[Items listed in a dataset]
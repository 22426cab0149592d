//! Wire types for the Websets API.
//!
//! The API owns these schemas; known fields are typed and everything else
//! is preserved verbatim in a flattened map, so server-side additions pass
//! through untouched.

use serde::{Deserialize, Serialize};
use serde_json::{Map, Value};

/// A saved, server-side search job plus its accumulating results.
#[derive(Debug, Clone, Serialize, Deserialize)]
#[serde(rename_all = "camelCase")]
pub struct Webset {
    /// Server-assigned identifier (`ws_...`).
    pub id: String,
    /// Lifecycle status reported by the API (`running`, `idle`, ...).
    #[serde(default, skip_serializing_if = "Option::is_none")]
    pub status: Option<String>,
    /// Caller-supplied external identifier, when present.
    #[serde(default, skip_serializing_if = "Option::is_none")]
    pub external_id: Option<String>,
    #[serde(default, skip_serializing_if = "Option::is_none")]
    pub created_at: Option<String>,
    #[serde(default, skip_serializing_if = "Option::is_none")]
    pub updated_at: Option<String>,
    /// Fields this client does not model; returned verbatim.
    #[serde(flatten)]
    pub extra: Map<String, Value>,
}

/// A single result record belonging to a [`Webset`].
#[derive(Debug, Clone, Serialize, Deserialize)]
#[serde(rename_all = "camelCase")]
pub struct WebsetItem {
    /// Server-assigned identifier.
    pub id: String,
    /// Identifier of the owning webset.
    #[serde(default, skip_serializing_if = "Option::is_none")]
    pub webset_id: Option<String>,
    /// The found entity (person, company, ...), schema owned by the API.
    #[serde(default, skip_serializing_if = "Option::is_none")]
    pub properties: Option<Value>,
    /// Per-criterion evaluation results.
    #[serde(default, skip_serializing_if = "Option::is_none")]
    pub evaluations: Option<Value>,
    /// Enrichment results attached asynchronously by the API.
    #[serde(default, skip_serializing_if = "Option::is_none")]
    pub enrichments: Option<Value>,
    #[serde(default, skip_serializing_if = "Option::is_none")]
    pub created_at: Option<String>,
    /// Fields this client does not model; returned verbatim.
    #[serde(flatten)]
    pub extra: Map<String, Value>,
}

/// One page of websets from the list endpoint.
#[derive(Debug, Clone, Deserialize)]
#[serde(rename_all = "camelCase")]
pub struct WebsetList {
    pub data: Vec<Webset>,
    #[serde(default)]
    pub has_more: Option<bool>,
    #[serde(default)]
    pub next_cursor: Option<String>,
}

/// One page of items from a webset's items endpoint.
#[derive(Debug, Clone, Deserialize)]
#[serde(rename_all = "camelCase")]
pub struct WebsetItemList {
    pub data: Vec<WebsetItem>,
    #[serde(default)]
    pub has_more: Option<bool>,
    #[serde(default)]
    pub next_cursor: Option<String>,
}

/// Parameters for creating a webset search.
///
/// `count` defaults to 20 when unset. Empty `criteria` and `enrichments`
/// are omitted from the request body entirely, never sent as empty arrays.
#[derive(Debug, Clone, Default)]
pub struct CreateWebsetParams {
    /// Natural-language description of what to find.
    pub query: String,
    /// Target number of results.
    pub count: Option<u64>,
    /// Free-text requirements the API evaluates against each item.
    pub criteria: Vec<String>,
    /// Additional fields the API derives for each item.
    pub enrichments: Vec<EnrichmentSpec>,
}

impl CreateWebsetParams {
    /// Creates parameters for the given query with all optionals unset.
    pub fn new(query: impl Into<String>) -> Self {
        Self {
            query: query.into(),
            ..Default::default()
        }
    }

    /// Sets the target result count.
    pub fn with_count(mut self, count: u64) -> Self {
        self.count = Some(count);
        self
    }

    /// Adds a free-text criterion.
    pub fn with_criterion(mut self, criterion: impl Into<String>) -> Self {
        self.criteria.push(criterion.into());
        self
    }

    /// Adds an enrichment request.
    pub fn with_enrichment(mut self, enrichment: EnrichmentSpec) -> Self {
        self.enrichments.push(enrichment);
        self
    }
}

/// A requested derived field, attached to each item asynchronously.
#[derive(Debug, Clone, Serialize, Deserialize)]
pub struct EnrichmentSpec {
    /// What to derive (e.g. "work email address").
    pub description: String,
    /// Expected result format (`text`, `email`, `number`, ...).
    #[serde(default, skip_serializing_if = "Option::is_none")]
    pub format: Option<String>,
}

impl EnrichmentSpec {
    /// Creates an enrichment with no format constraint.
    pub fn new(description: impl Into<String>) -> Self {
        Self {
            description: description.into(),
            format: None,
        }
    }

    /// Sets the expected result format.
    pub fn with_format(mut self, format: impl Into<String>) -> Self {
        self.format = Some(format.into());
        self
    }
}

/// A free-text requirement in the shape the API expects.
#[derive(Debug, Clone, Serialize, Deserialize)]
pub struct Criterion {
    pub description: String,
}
* * *
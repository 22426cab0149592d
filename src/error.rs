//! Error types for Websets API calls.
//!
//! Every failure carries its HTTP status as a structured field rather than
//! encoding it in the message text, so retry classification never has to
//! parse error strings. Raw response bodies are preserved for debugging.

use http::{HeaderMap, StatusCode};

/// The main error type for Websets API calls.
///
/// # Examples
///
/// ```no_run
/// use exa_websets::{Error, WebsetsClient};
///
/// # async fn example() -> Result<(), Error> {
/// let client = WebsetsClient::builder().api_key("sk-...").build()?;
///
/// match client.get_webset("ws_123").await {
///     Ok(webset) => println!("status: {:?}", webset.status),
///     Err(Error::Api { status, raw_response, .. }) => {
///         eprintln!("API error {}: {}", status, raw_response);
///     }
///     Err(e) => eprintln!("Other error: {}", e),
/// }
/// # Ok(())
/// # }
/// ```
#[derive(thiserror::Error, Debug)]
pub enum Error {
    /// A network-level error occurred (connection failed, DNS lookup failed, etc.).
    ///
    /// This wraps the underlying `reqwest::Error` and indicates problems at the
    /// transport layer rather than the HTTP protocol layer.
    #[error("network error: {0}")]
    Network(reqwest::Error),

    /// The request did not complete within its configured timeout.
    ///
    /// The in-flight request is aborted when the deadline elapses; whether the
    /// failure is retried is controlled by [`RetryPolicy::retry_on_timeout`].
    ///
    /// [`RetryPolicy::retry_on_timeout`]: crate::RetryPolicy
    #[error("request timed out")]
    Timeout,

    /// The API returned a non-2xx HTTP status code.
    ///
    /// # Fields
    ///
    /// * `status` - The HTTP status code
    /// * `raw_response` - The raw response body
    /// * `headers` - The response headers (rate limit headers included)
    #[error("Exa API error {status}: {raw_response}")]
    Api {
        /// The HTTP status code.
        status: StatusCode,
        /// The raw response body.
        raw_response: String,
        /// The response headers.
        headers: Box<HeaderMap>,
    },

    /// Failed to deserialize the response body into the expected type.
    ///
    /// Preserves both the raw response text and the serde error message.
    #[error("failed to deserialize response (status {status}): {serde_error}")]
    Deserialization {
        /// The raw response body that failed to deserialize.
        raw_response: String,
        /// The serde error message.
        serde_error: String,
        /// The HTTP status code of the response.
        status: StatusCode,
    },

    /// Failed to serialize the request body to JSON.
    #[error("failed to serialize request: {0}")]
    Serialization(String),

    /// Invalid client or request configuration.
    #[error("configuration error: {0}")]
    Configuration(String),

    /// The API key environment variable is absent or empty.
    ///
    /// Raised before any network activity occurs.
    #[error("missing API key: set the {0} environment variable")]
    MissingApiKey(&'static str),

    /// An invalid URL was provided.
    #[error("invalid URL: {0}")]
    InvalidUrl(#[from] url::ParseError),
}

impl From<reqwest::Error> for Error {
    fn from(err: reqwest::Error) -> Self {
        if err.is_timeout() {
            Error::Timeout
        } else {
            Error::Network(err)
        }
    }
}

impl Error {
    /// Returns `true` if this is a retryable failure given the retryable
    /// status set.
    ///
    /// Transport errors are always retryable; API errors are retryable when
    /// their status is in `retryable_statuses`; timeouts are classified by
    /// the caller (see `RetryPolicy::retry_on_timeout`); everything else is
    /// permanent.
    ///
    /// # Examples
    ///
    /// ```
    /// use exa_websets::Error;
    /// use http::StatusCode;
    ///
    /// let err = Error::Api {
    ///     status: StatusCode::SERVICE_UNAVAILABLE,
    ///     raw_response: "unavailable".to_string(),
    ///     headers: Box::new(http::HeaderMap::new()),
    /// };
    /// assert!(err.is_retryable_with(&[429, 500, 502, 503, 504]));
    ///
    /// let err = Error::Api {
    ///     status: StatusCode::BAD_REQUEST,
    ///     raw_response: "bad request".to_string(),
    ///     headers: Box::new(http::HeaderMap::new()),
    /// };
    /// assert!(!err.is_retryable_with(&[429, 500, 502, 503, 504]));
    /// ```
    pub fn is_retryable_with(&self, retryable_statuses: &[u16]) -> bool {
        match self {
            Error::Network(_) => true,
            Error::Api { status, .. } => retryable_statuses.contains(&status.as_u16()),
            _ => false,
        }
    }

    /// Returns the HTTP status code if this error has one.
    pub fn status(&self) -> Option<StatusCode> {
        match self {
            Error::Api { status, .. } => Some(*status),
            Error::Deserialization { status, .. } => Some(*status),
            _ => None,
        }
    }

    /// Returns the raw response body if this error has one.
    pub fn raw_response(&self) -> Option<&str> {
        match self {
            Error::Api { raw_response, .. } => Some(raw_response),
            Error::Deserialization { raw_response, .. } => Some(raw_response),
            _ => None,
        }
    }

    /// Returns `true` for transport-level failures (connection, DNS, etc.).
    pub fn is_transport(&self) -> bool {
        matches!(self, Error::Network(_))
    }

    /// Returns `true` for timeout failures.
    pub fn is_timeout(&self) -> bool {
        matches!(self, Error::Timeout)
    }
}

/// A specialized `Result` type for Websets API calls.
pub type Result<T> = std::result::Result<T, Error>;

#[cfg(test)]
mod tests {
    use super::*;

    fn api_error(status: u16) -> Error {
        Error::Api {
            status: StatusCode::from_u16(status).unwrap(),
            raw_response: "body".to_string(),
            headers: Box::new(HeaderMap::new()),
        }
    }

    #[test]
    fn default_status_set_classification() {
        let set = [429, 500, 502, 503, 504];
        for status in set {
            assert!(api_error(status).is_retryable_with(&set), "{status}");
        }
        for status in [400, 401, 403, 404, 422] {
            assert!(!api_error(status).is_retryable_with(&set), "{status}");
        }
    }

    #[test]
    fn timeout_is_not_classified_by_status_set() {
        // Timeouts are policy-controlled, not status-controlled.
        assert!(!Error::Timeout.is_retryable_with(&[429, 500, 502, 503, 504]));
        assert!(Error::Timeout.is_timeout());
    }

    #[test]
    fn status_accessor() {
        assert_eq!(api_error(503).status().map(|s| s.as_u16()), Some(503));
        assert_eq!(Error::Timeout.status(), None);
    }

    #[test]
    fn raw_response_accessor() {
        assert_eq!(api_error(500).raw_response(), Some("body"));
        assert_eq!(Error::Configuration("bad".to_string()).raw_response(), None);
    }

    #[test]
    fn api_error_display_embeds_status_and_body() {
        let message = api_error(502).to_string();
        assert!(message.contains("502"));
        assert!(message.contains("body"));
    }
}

> [Your objective]: Of the lines above, retype only those from the line containing "pub struct CreateWebsetParams" through the line containing "pub fn with_count(mut", including both, exactly.

> [Response to this task]:
pub struct CreateWebsetParams {
    /// Natural-language description of what to find.
    pub query: String,
    /// Target number of results.
    pub count: Option<u64>,
    /// Free-text requirements the API evaluates against each item.
    pub criteria: Vec<String>,
    /// Additional fields the API derives for each item.
    pub enrichments: Vec<EnrichmentSpec>,
}

impl CreateWebsetParams {
    /// Creates parameters for the given query with all optionals unset.
    pub fn new(query: impl Into<String>) -> Self {
        Self {
            query: query.into(),
            ..Default::default()
        }
    }

    /// Sets the target result count.
    pub fn with_count(mut self, count: u64) -> Self {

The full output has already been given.